=== Section Start ===

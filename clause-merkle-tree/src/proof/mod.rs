//! Membership proof generation for the clause Merkle tree.
//!
//! A `MerkleProof` is the sibling path from one leaf up to (but excluding)
//! the root. Each step carries the sibling's digest and which side of the
//! path node it sits on, so the verifier needs nothing but the leaf digest
//! and the published root. No other clause is revealed.

use std::{fmt, str::FromStr};

use bincode::{Decode, Encode};
use tracing::debug;

use crate::{ClauseTreeError, Digest, MerkleTree};


/// Upper bound on proof length accepted from outside, the same on every
/// target so a proof valid on one platform decodes on all of them.
pub const MAX_PROOF_DEPTH: usize = 64;

/// Which side of the path node a sibling occupies.
#[derive(Debug, Clone, Copy, PartialEq, Eq, Hash, Encode, Decode)]
pub enum Side {
    /// The sibling is the left child; the path node is on the right.
    Left,
    /// The sibling is the right child; the path node is on the left.
    Right,
}

impl Side {
    /// Exchange-format tag: `"LEFT"` or `"RIGHT"`.
    pub fn as_str(&self) -> &'static str {
        match self {
            Side::Left => "LEFT",
            Side::Right => "RIGHT",
        }
    }
}

impl fmt::Display for Side {
    fn fmt(&self, f: &mut fmt::Formatter<'_>) -> fmt::Result {
        f.write_str(self.as_str())
    }
}

impl FromStr for Side {
    type Err = ClauseTreeError;

    /// Tags are matched ASCII case-insensitively.
    fn from_str(s: &str) -> Result<Self, Self::Err> {
        if s.eq_ignore_ascii_case("LEFT") {
            Ok(Side::Left)
        } else if s.eq_ignore_ascii_case("RIGHT") {
            Ok(Side::Right)
        } else {
            Err(ClauseTreeError::MalformedProof(format!(
                "unknown side tag {:?}",
                s
            )))
        }
    }
}

/// One level of a sibling path.
#[derive(Debug, Clone, Copy, PartialEq, Eq, Encode, Decode)]
pub struct ProofStep {
    /// Digest of the sibling node at this level.
    pub sibling: Digest,
    /// Side the sibling occupies.
    pub side: Side,
}

/// Membership proof for a single clause.
#[derive(Debug, Clone, Default, PartialEq, Eq, Encode, Decode)]
pub struct MerkleProof {
    steps: Vec<ProofStep>,
}

/// A proof step as exchanged with other parties:
/// `{"siblingDigestHex": "...", "side": "LEFT" | "RIGHT"}`.
///
/// Both fields are optional here so that incomplete records from the outside
/// can be represented and rejected with
/// [`ClauseTreeError::MalformedProof`] rather than at parse time.
#[derive(Debug, Clone, Default, PartialEq, Eq)]
#[cfg_attr(feature = "serde", derive(serde::Serialize, serde::Deserialize))]
#[cfg_attr(feature = "serde", serde(rename_all = "camelCase"))]
pub struct ProofRecord {
    /// Hex rendering of the sibling digest.
    #[cfg_attr(
        feature = "serde",
        serde(default, skip_serializing_if = "Option::is_none")
    )]
    pub sibling_digest_hex: Option<String>,
    /// `"LEFT"` or `"RIGHT"`.
    #[cfg_attr(
        feature = "serde",
        serde(default, skip_serializing_if = "Option::is_none")
    )]
    pub side: Option<String>,
}

impl From<&ProofStep> for ProofRecord {
    fn from(step: &ProofStep) -> Self {
        ProofRecord {
            sibling_digest_hex: Some(step.sibling.to_hex()),
            side: Some(step.side.as_str().to_string()),
        }
    }
}

impl MerkleTree {
    /// Sibling path for the leaf at `leaf_index`.
    pub fn proof(&self, leaf_index: usize) -> Result<MerkleProof, ClauseTreeError> {
        MerkleProof::generate(self, leaf_index)
    }
}

impl MerkleProof {
    /// Construct a proof from already-known steps, leaf level first.
    pub fn new(steps: Vec<ProofStep>) -> Self {
        MerkleProof { steps }
    }

    /// Extract the sibling path for `leaf_index` from `tree`.
    ///
    /// Runs in time proportional to the tree height. A lone trailing node on
    /// an odd level gets itself as its right sibling, mirroring how the tree
    /// was built. A single-leaf tree yields an empty proof.
    pub fn generate(tree: &MerkleTree, leaf_index: usize) -> Result<Self, ClauseTreeError> {
        let leaf_count = tree.leaf_count();
        if leaf_index >= leaf_count {
            return Err(ClauseTreeError::IndexOutOfRange {
                index: leaf_index,
                leaf_count,
            });
        }

        let mut steps = Vec::with_capacity(tree.height());
        let mut index = leaf_index;
        for level in tree.levels().take(tree.height()) {
            let (sibling_index, side) = if index % 2 == 1 {
                (index - 1, Side::Left)
            } else if index + 1 < level.len() {
                (index + 1, Side::Right)
            } else {
                (index, Side::Right)
            };
            steps.push(ProofStep {
                sibling: level[sibling_index],
                side,
            });
            index /= 2;
        }

        debug!(leaf_index, depth = steps.len(), "generated clause proof");
        Ok(MerkleProof { steps })
    }

    /// The sibling path, leaf level first.
    pub fn steps(&self) -> &[ProofStep] {
        &self.steps
    }

    /// Consume into the sibling path.
    pub fn into_steps(self) -> Vec<ProofStep> {
        self.steps
    }

    /// Number of levels in the path.
    pub fn len(&self) -> usize {
        self.steps.len()
    }

    /// `true` for the proof of a single-leaf tree.
    pub fn is_empty(&self) -> bool {
        self.steps.is_empty()
    }

    /// Render as exchange records.
    pub fn to_records(&self) -> Vec<ProofRecord> {
        self.steps.iter().map(ProofRecord::from).collect()
    }

    /// Parse exchange records.
    ///
    /// Fails with `MalformedProof` when any record lacks its digest or side,
    /// carries an unparsable digest or unknown side, or when there are more
    /// records than [`MAX_PROOF_DEPTH`].
    pub fn from_records(records: &[ProofRecord]) -> Result<Self, ClauseTreeError> {
        check_depth(records.len())?;
        let steps = records
            .iter()
            .enumerate()
            .map(|(position, record)| step_from_record(position, record))
            .collect::<Result<Vec<_>, _>>()?;
        Ok(MerkleProof { steps })
    }

    /// Encode to bytes using bincode.
    pub fn encode_to_vec(&self) -> Result<Vec<u8>, ClauseTreeError> {
        let config = bincode::config::standard()
            .with_big_endian()
            .with_no_limit();
        bincode::encode_to_vec(self, config)
            .map_err(|e| ClauseTreeError::MalformedProof(format!("encode error: {}", e)))
    }

    /// Decode from bytes using bincode.
    ///
    /// Rejects trailing bytes and paths deeper than [`MAX_PROOF_DEPTH`].
    pub fn decode_from_slice(bytes: &[u8]) -> Result<Self, ClauseTreeError> {
        let config = bincode::config::standard()
            .with_big_endian()
            .with_limit::<{ 64 * 1024 }>();
        let (proof, read): (Self, usize) = bincode::decode_from_slice(bytes, config)
            .map_err(|e| ClauseTreeError::MalformedProof(format!("decode error: {}", e)))?;
        if read != bytes.len() {
            return Err(ClauseTreeError::MalformedProof(format!(
                "{} trailing bytes after proof",
                bytes.len() - read
            )));
        }
        check_depth(proof.steps.len())?;
        Ok(proof)
    }
}

fn check_depth(depth: usize) -> Result<(), ClauseTreeError> {
    if depth > MAX_PROOF_DEPTH {
        return Err(ClauseTreeError::MalformedProof(format!(
            "proof has {} steps, more than the maximum of {}",
            depth, MAX_PROOF_DEPTH
        )));
    }
    Ok(())
}

fn step_from_record(position: usize, record: &ProofRecord) -> Result<ProofStep, ClauseTreeError> {
    let hex = record.sibling_digest_hex.as_deref().ok_or_else(|| {
        ClauseTreeError::MalformedProof(format!("step {} is missing its sibling digest", position))
    })?;
    let side = record.side.as_deref().ok_or_else(|| {
        ClauseTreeError::MalformedProof(format!("step {} is missing its side tag", position))
    })?;
    let sibling = Digest::from_hex(hex).map_err(|e| {
        ClauseTreeError::MalformedProof(format!("step {} has a bad sibling digest: {}", position, e))
    })?;
    let side = side.parse::<Side>().map_err(|e| {
        ClauseTreeError::MalformedProof(format!("step {}: {}", position, e))
    })?;
    Ok(ProofStep { sibling, side })
}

=== Section End ===

**What the task requires:**
Each line of the listing that contains the word "child" must be counted. Give only the resulting figure.

**The completed task:**
2